#### TASK BRIEF
What is the count of lines in the material below that hold "Copy"? Answer with only that number.

-- Opening Marker --

use std::collections::HashSet;

use indexmap::IndexMap;
use serde::{Deserialize, Serialize};

use crate::{
    ast::{BackreferenceRef, EdgeKind, EscapeCharacterKind, FlagsValue, LookaroundKind, ModifierFlags},
    ecma_versions::EcmaVersion,
    reader::{CodePoint, Reader},
    regexp_syntax_error::{RegExpSyntaxError, RegExpSyntaxErrorKind as Kind},
    unicode::{
        is_id_continue, is_id_start, is_line_terminator,
        properties::{
            is_valid_lone_unicode_property, is_valid_lone_unicode_property_of_string,
            is_valid_unicode_property,
        },
    },
    wtf16::Wtf16,
    Result,
};

/// Refuse inputs larger than this many UTF-16 code units (spec.md §5).
pub const MAX_PATTERN_LENGTH: usize = 1024 * 1024;

#[derive(Copy, Clone, Debug, Default, Serialize, Deserialize)]
pub struct Options {
    pub strict: bool,
    pub ecma_version: EcmaVersion,
}

#[derive(Copy, Clone, Debug, Default, PartialEq, Eq)]
pub struct ValidatePatternFlags {
    pub unicode: bool,
    pub unicode_sets: bool,
}

/// The builder-event sink the Validator drives (spec.md §6.2). All methods
/// default to no-ops so a pure syntax-checker can use `NullHandler`, and an
/// AST assembler only overrides the events it cares about.
#[allow(unused_variables)]
pub trait EventHandler {
    fn on_pattern_enter(&mut self, start: usize) {}
    fn on_pattern_leave(&mut self, start: usize, end: usize) {}
    fn on_disjunction_enter(&mut self, start: usize) {}
    fn on_disjunction_leave(&mut self, start: usize, end: usize) {}
    fn on_alternative_enter(&mut self, start: usize, index: usize) {}
    fn on_alternative_leave(&mut self, start: usize, end: usize, index: usize) {}
    fn on_group_enter(&mut self, start: usize) {}
    fn on_group_leave(&mut self, start: usize, end: usize) {}
    fn on_modifiers_enter(&mut self, start: usize) {}
    fn on_modifiers_leave(&mut self, start: usize, end: usize) {}
    fn on_add_modifiers(&mut self, start: usize, end: usize, flags: ModifierFlags) {}
    fn on_remove_modifiers(&mut self, start: usize, end: usize, flags: ModifierFlags) {}
    fn on_capturing_group_enter(&mut self, start: usize, name: Option<&str>) {}
    fn on_capturing_group_leave(&mut self, start: usize, end: usize, name: Option<&str>) {}
    fn on_quantifier(&mut self, start: usize, end: usize, min: u32, max: u32, greedy: bool) {}
    fn on_lookaround_assertion_enter(&mut self, start: usize, kind: LookaroundKind, negate: bool) {}
    fn on_lookaround_assertion_leave(
        &mut self,
        start: usize,
        end: usize,
        kind: LookaroundKind,
        negate: bool,
    ) {
    }
    fn on_edge_assertion(&mut self, start: usize, end: usize, kind: EdgeKind) {}
    fn on_word_boundary_assertion(&mut self, start: usize, end: usize, negate: bool) {}
    fn on_any_character_set(&mut self, start: usize, end: usize) {}
    fn on_escape_character_set(
        &mut self,
        start: usize,
        end: usize,
        kind: EscapeCharacterKind,
        negate: bool,
    ) {
    }
    fn on_unicode_property_character_set(
        &mut self,
        start: usize,
        end: usize,
        key: &str,
        value: Option<&str>,
        negate: bool,
        strings: bool,
    ) {
    }
    fn on_character(&mut self, start: usize, end: usize, value: CodePoint) {}
    fn on_backreference(&mut self, start: usize, end: usize, ref_: &BackreferenceRef) {}
    fn on_character_class_enter(&mut self, start: usize, negate: bool, unicode_sets: bool) {}
    fn on_character_class_leave(&mut self, start: usize, end: usize, negate: bool) {}
    fn on_character_class_range(&mut self, start: usize, end: usize, min: CodePoint, max: CodePoint) {}
    fn on_class_intersection(&mut self, start: usize, end: usize) {}
    fn on_class_subtraction(&mut self, start: usize, end: usize) {}
    fn on_class_string_disjunction_enter(&mut self, start: usize) {}
    fn on_class_string_disjunction_leave(&mut self, start: usize, end: usize) {}
    fn on_string_alternative_enter(&mut self, start: usize, index: usize) {}
    fn on_string_alternative_leave(&mut self, start: usize, end: usize, index: usize) {}
}
impl EventHandler for Assembler {
    fn on_pattern_enter(&mut self, start: usize) {
        self.stack.push(Frame::Pattern {
            start,
            alternatives: Vec::new(),
        });
    }

    fn on_pattern_leave(&mut self, start: usize, end: usize) {
        let Frame::Pattern { alternatives, .. } = self.stack.pop().expect("pattern frame") else {
            unreachable!()
        };
        let id = self.ast.alloc(Node::Pattern(Pattern {
            base: self.node_data(start, end),
            alternatives: alternatives.clone(),
        }));
        self.set_parent_all(&alternatives, id);
        self.pattern = Some(id);
    }

    fn on_disjunction_enter(&mut self, _start: usize) {}
    fn on_disjunction_leave(&mut self, _start: usize, _end: usize) {}

    fn on_alternative_enter(&mut self, start: usize, _index: usize) {
        self.stack.push(Frame::Alternative {
            start,
            elements: Vec::new(),
        });
    }

    fn on_alternative_leave(&mut self, start: usize, end: usize, _index: usize) {
        let Frame::Alternative { elements, .. } = self.stack.pop().expect("alternative frame")
        else {
            unreachable!()
        };
        let id = self.ast.alloc(Node::Alternative(Alternative {
            base: self.node_data(start, end),
            elements: elements.clone(),
        }));
        self.set_parent_all(&elements, id);
        match self.stack.last_mut() {
            Some(
                Frame::Pattern { alternatives, .. }
                | Frame::Group { alternatives, .. }
                | Frame::CapturingGroup { alternatives, .. }
                | Frame::Lookaround { alternatives, .. },
            ) => alternatives.push(id),
            _ => panic!("alternative must close inside a disjunction owner"),
        }
    }

    fn on_group_enter(&mut self, start: usize) {
        self.stack.push(Frame::Group {
            start,
            modifiers: None,
            alternatives: Vec::new(),
        });
    }

    fn on_group_leave(&mut self, start: usize, end: usize) {
        let Frame::Group {
            modifiers,
            alternatives,
            ..
        } = self.stack.pop().expect("group frame")
        else {
            unreachable!()
        };
        let id = self.ast.alloc(Node::Group(Group {
            base: self.node_data(start, end),
            modifiers,
            alternatives: alternatives.clone(),
        }));
        self.set_parent_all(&alternatives, id);
        if let Some(modifiers_id) = modifiers {
            self.set_parent(modifiers_id, id);
        }
        self.append_term(id);
    }

    fn on_modifiers_enter(&mut self, start: usize) {
        self.stack.push(Frame::Modifiers {
            start,
            add: None,
            remove: None,
        });
    }

    fn on_modifiers_leave(&mut self, start: usize, end: usize) {
        let Frame::Modifiers { add, remove, .. } = self.stack.pop().expect("modifiers frame")
        else {
            unreachable!()
        };
        let id = self.ast.alloc(Node::Modifiers(Modifiers {
            base: self.node_data(start, end),
            add,
            remove,
        }));
        match self.stack.last_mut() {
            Some(Frame::Group { modifiers, .. }) => *modifiers = Some(id),
            _ => panic!("modifiers must close inside a group"),
        }
    }

    fn on_add_modifiers(&mut self, _start: usize, _end: usize, flags: ModifierFlags) {
        match self.stack.last_mut() {
            Some(Frame::Modifiers { add, .. }) => *add = Some(flags),
            _ => panic!("on_add_modifiers outside of modifiers"),
        }
    }

    fn on_remove_modifiers(&mut self, _start: usize, _end: usize, flags: ModifierFlags) {
        match self.stack.last_mut() {
            Some(Frame::Modifiers { remove, .. }) => *remove = Some(flags),
            _ => panic!("on_remove_modifiers outside of modifiers"),
        }
    }

    fn on_capturing_group_enter(&mut self, start: usize, name: Option<&str>) {
        let index = self.next_group_index;
        self.next_group_index += 1;
        self.stack.push(Frame::CapturingGroup {
            start,
            name: name.map(str::to_owned),
            index,
            alternatives: Vec::new(),
        });
    }

    fn on_capturing_group_leave(&mut self, start: usize, end: usize, _name: Option<&str>) {
        let Frame::CapturingGroup {
            name,
            alternatives,
            ..
        } = self.stack.pop().expect("capturing group frame")
        else {
            unreachable!()
        };
        let id = self.ast.alloc(Node::CapturingGroup(CapturingGroup {
            base: self.node_data(start, end),
            name: name.clone(),
            alternatives: alternatives.clone(),
            references: Vec::new(),
        }));
        self.set_parent_all(&alternatives, id);
        self.groups_by_index.push(id);
        if let Some(name) = name {
            self.groups_by_name.entry(name).or_default().push(id);
        }
        self.append_term(id);
    }

    fn on_quantifier(&mut self, start: usize, end: usize, min: u32, max: u32, greedy: bool) {
        let element = self.pop_term();
        let id = self.ast.alloc(Node::Quantifier(Quantifier {
            base: self.node_data(start, end),
            min,
            max,
            greedy,
            element,
        }));
        self.set_parent(element, id);
        self.append_term(id);
    }

    fn on_lookaround_assertion_enter(&mut self, start: usize, kind: LookaroundKind, negate: bool) {
        self.stack.push(Frame::Lookaround {
            start,
            kind,
            negate,
            alternatives: Vec::new(),
        });
    }

    fn on_lookaround_assertion_leave(
        &mut self,
        start: usize,
        end: usize,
        _kind: LookaroundKind,
        _negate: bool,
    ) {
        let Frame::Lookaround {
            kind,
            negate,
            alternatives,
            ..
        } = self.stack.pop().expect("lookaround frame")
        else {
            unreachable!()
        };
        let id = self.ast.alloc(Node::LookaroundAssertion(LookaroundAssertion {
            base: self.node_data(start, end),
            kind,
            negate,
            alternatives: alternatives.clone(),
        }));
        self.set_parent_all(&alternatives, id);
        self.append_term(id);
    }

    fn on_edge_assertion(&mut self, start: usize, end: usize, kind: EdgeKind) {
        let id = self.ast.alloc(Node::EdgeAssertion(EdgeAssertion {
            base: self.node_data(start, end),
            kind,
        }));
        self.append_term(id);
    }

    fn on_word_boundary_assertion(&mut self, start: usize, end: usize, negate: bool) {
        let id = self
            .ast
            .alloc(Node::WordBoundaryAssertion(WordBoundaryAssertion {
                base: self.node_data(start, end),
                negate,
            }));
        self.append_term(id);
    }

    fn on_any_character_set(&mut self, start: usize, end: usize) {
        let id = self.ast.alloc(Node::AnyCharacterSet(AnyCharacterSet {
            base: self.node_data(start, end),
        }));
        self.append_term(id);
    }

    fn on_escape_character_set(
        &mut self,
        start: usize,
        end: usize,
        kind: EscapeCharacterKind,
        negate: bool,
    ) {
        let id = self.ast.alloc(Node::EscapeCharacterSet(EscapeCharacterSet {
            base: self.node_data(start, end),
            kind,
            negate,
        }));
        self.append_term(id);
    }

    fn on_unicode_property_character_set(
        &mut self,
        start: usize,
        end: usize,
        key: &str,
        value: Option<&str>,
        negate: bool,
        strings: bool,
    ) {
        let id = self
            .ast
            .alloc(Node::UnicodePropertyCharacterSet(UnicodePropertyCharacterSet {
                base: self.node_data(start, end),
                strings,
                key: key.to_owned(),
                value: value.map(str::to_owned),
                negate,
            }));
        self.append_term(id);
    }

    fn on_character(&mut self, start: usize, end: usize, value: CodePoint) {
        let id = self.ast.alloc(Node::Character(Character {
            base: self.node_data(start, end),
            value,
        }));
        self.append_term(id);
    }

    fn on_backreference(&mut self, start: usize, end: usize, ref_: &BackreferenceRef) {
        let id = self.ast.alloc(Node::Backreference(Backreference {
            base: self.node_data(start, end),
            ref_: ref_.clone(),
            resolved: None,
        }));
        self.backreferences.push(id);
        self.append_term(id);
    }

    fn on_character_class_enter(&mut self, start: usize, negate: bool, unicode_sets: bool) {
        self.stack.push(Frame::CharacterClass {
            start,
            negate,
            unicode_sets,
            elements: Vec::new(),
        });
    }

    fn on_character_class_leave(&mut self, start: usize, end: usize, negate: bool) {
        let Frame::CharacterClass {
            unicode_sets,
            elements,
            ..
        } = self.stack.pop().expect("character class frame")
        else {
            unreachable!()
        };

        let is_expression = unicode_sets
            && elements.len() == 1
            && matches!(
                self.ast.node(elements[0]),
                Node::ClassIntersection(_) | Node::ClassSubtraction(_)
            );

        let id = if is_expression {
            let expression = elements[0];
            let id = self
                .ast
                .alloc(Node::ExpressionCharacterClass(ExpressionCharacterClass {
                    base: self.node_data(start, end),
                    negate,
                    expression,
                }));
            self.set_parent(expression, id);
            id
        } else {
            let id = self.ast.alloc(Node::CharacterClass(CharacterClass {
                base: self.node_data(start, end),
                unicode_sets,
                negate,
                elements: elements.clone(),
            }));
            self.set_parent_all(&elements, id);
            id
        };
        self.append_term(id);
    }

    fn on_character_class_range(&mut self, start: usize, end: usize, _min: CodePoint, _max: CodePoint) {
        let (min, max) = self.pop_last_two_class_elements();
        let id = self.ast.alloc(Node::CharacterClassRange(CharacterClassRange {
            base: self.node_data(start, end),
            min,
            max,
        }));
        self.set_parent(min, id);
        self.set_parent(max, id);
        self.append_term(id);
    }

    fn on_class_intersection(&mut self, _start: usize, end: usize) {
        let (left, right) = self.pop_last_two_class_elements();
        let start = self.ast.node(left).start();
        let id = self.ast.alloc(Node::ClassIntersection(ClassIntersection {
            base: self.node_data(start, end),
            left,
            right,
        }));
        self.set_parent(left, id);
        self.set_parent(right, id);
        self.append_term(id);
    }

    fn on_class_subtraction(&mut self, _start: usize, end: usize) {
        let (left, right) = self.pop_last_two_class_elements();
        let start = self.ast.node(left).start();
        let id = self.ast.alloc(Node::ClassSubtraction(ClassSubtraction {
            base: self.node_data(start, end),
            left,
            right,
        }));
        self.set_parent(left, id);
        self.set_parent(right, id);
        self.append_term(id);
    }

    fn on_class_string_disjunction_enter(&mut self, start: usize) {
        self.stack.push(Frame::ClassStringDisjunction {
            start,
            alternatives: Vec::new(),
        });
    }

    fn on_class_string_disjunction_leave(&mut self, start: usize, end: usize) {
        let Frame::ClassStringDisjunction { alternatives, .. } =
            self.stack.pop().expect("class string disjunction frame")
        else {
            unreachable!()
        };
        let id = self
            .ast
            .alloc(Node::ClassStringDisjunction(ClassStringDisjunction {
                base: self.node_data(start, end),
                alternatives: alternatives.clone(),
            }));
        self.set_parent_all(&alternatives, id);
        self.append_term(id);
    }

    fn on_string_alternative_enter(&mut self, start: usize, _index: usize) {
        self.stack.push(Frame::StringAlternative {
            start,
            elements: Vec::new(),
        });
    }

    fn on_string_alternative_leave(&mut self, start: usize, end: usize, _index: usize) {
        let Frame::StringAlternative { elements, .. } =
            self.stack.pop().expect("string alternative frame")
        else {
            unreachable!()
        };
        let id = self.ast.alloc(Node::StringAlternative(StringAlternative {
            base: self.node_data(start, end),
            elements: elements.clone(),
        }));
        self.set_parent_all(&elements, id);
        match self.stack.last_mut() {
            Some(Frame::ClassStringDisjunction { alternatives, .. }) => alternatives.push(id),
            _ => panic!("string alternative must close inside a \\q{{...}} disjunction"),
        }
    }
}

-- Closing Marker --

#### EXERCISE OUTPUT
2